Fifteen Years of Academic Entrepreneurship in Italy: Evidence from the Taste Project

Over the last 20 years, academic institutions have been heavily investing in the commercialization of their research results all over the world. Knowledge transfer has gained momentum because of a more general research fund shortage, which has fostered universities to look for alternative sources of financing. At the same time, there has been a widespread belief that the commercialization of research results is useful and desirable for enhancing the economic and technological development of countries.
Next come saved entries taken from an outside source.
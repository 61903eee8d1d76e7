//! Command handler layer.
//!
//! One handler per binary. Handlers take the parsed CLI, a reader and a
//! writer so they can be driven from tests without a terminal.
//!
//! ## Principles
//! - Parse/match CLI inputs here.
//! - Delegate computation to `services/*`.
//! - Keep prompts and output text stable.

pub mod caesar;
pub mod cash;
pub mod readability;

pub use caesar::handle_caesar;
pub use cash::handle_cash;
pub use readability::handle_readability;

use crate::domain::models::Config;
use crate::services::config::load_config;
use crate::services::logging::init_logging;
use std::process::ExitCode;

#[derive(Debug, Clone, Copy, PartialEq, Eq)]
pub enum Status {
    Success,
    Usage,
}

impl From<Status> for ExitCode {
    fn from(status: Status) -> Self {
        match status {
            Status::Success => ExitCode::SUCCESS,
            Status::Usage => ExitCode::from(1),
        }
    }
}

/// Loads config and installs the log subscriber. Shared by every binary.
pub fn bootstrap() -> anyhow::Result<Config> {
    let config = load_config()?;
    init_logging(config.log_level.as_deref());
    tracing::debug!(?config, "configuration loaded");
    Ok(config)
}

/// Prompts are suppressed in JSON mode so stdout stays parseable.
pub(crate) fn prompt(json: bool, text: &str) -> Option<&str> {
    if json {
        None
    } else {
        Some(text)
    }
}
use crate::domain::models::JsonOut;
use serde::Serialize;
use std::io::Write;

pub fn print_one<W: Write, T: Serialize>(
    out: &mut W,
    json: bool,
    data: T,
    row: impl Fn(&T) -> String,
) -> anyhow::Result<()> {
    if json {
        writeln!(
            out,
            "{}",
            serde_json::to_string_pretty(&JsonOut { ok: true, data })?
        )?;
    } else {
        writeln!(out, "{}", row(&data))?;
    }
    Ok(())
}
//! Shared data model layer (structs/constants only).
//!
//! ## Files
//! - `models.rs` — keys, tallies, grade buckets and the `--json` report structs.
//! - `errors.rs` — typed errors surfaced by services.
//! - `constants.rs` — prompts, usage text and default denominations.
//!
//! ## Rule of thumb
//! Domain types should be data-only: no stdin/stdout or filesystem side effects.
//!
//! ## Compatibility note
//! Report structs define the `--json` output shape. Keep field renames explicit.

pub mod constants;
pub mod errors;
pub mod models;
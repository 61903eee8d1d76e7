use std::path::PathBuf;
use thiserror::Error;

#[derive(Debug, Error, PartialEq, Eq)]
pub enum CipherError {
    #[error("Usage: ./caesar key")]
    Usage,
}

#[derive(Debug, Error, PartialEq, Eq)]
pub enum ReadabilityError {
    /// Letters and sentences are averaged per word, so zero words has no grade.
    #[error("text contains no words")]
    NoWords,
}

#[derive(Debug, Error)]
pub enum PromptError {
    #[error("input closed before a value was entered")]
    Eof,
    #[error("IO error: {0}")]
    Io(#[from] std::io::Error),
}

#[derive(Debug, Error)]
pub enum ConfigError {
    #[error("failed to read config {path}: {source}")]
    Read {
        path: PathBuf,
        source: std::io::Error,
    },
    #[error("failed to parse config {path}: {source}")]
    Parse {
        path: PathBuf,
        source: toml::de::Error,
    },
    #[error("Invalid denominations: {0}")]
    InvalidDenominations(String),
}
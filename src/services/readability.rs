//! Coleman-Liau readability over ASCII text.
//!
//! Word boundaries use a fixed heuristic (see [`tally`]) rather than a real
//! tokenizer. The grade coefficients were fitted against those counts, so
//! the heuristic must not be "improved".

use crate::domain::errors::ReadabilityError;
use crate::domain::models::{GradeBucket, ReadabilityReport, Tally};

/// One pass, one byte of lookahead.
///
/// A word starts at index 0 when that byte is not a space, and after every
/// space that is followed by a non-space. Each `.`, `?` or `!` ends a
/// sentence, so ellipses and abbreviations count more than once.
pub fn tally(text: &str) -> Tally {
    let bytes = text.as_bytes();
    let len = bytes.len();
    let mut t = Tally::default();
    for (i, &b) in bytes.iter().enumerate() {
        if b.is_ascii_alphabetic() {
            t.letters += 1;
        }
        let space_then_word = i + 1 != len && b == b' ' && bytes[i + 1] != b' ';
        if space_then_word || (i == 0 && b != b' ') {
            t.words += 1;
        }
        if matches!(b, b'.' | b'?' | b'!') {
            t.sentences += 1;
        }
    }
    t
}

/// Raw Coleman-Liau index before rounding.
///
/// Per-100-word averages are taken in single precision, then the linear
/// combination in double precision.
pub fn coleman_liau(t: &Tally) -> Result<f64, ReadabilityError> {
    if t.words == 0 {
        return Err(ReadabilityError::NoWords);
    }
    let words = t.words as f32;
    let l = (t.letters as f32 / words) * 100.0;
    let s = (t.sentences as f32 / words) * 100.0;
    Ok(0.0588 * f64::from(l) - 0.296 * f64::from(s) - 15.8)
}

pub fn classify(grade: i64) -> GradeBucket {
    if grade < 1 {
        GradeBucket::BeforeGrade1
    } else if grade >= 16 {
        GradeBucket::Grade16Plus
    } else {
        GradeBucket::Grade(grade as u8)
    }
}

pub fn score(text: &str) -> Result<ReadabilityReport, ReadabilityError> {
    let t = tally(text);
    let index = coleman_liau(&t)?;
    // f64::round rounds half away from zero
    let grade = index.round() as i64;
    Ok(ReadabilityReport {
        tally: t,
        index,
        grade,
        label: classify(grade).to_string(),
    })
}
As a result, policymakers have been implementing legislation to stimulate the involvement of universities in the commercialization of research and, more generally, to create conducive conditions to promote it. An important part of this effort has been dedicated to stimulating the creation of new research-based ventures (i.e., academic spin-off companies), which is the focus of the present report. Academic spin-offs matter because they embody scientific knowledge and allow for the creation and development of the most important technologies, which can then be transferred to larger, more established companies. Generally speaking, knowledge-based and innovative firms are regarded as precious engines for growth in terms of industrial productivity and job creation (Kauffman Foundation, 2010; OECD, 2013). Large differences exist in the entrepreneurial processes in academia around the world due to differing institutional features and the idiosyncratic organization of academic research. In particular, there is often a contrast between policy measures undertaken to encourage the commercialization of academic research activities and the reluctance to give more autonomy to universities. This is the reason why deep differences can be found between the US and European systems (e.g., see Fini et al., 2010; Wright et al., 2007) and why it is relevant for researchers to undertake in-depth analyses of academic entrepreneurship in different contexts.

This report has been developed for the EU Funded TASTE (Taking Stock: External engagement by academics) project.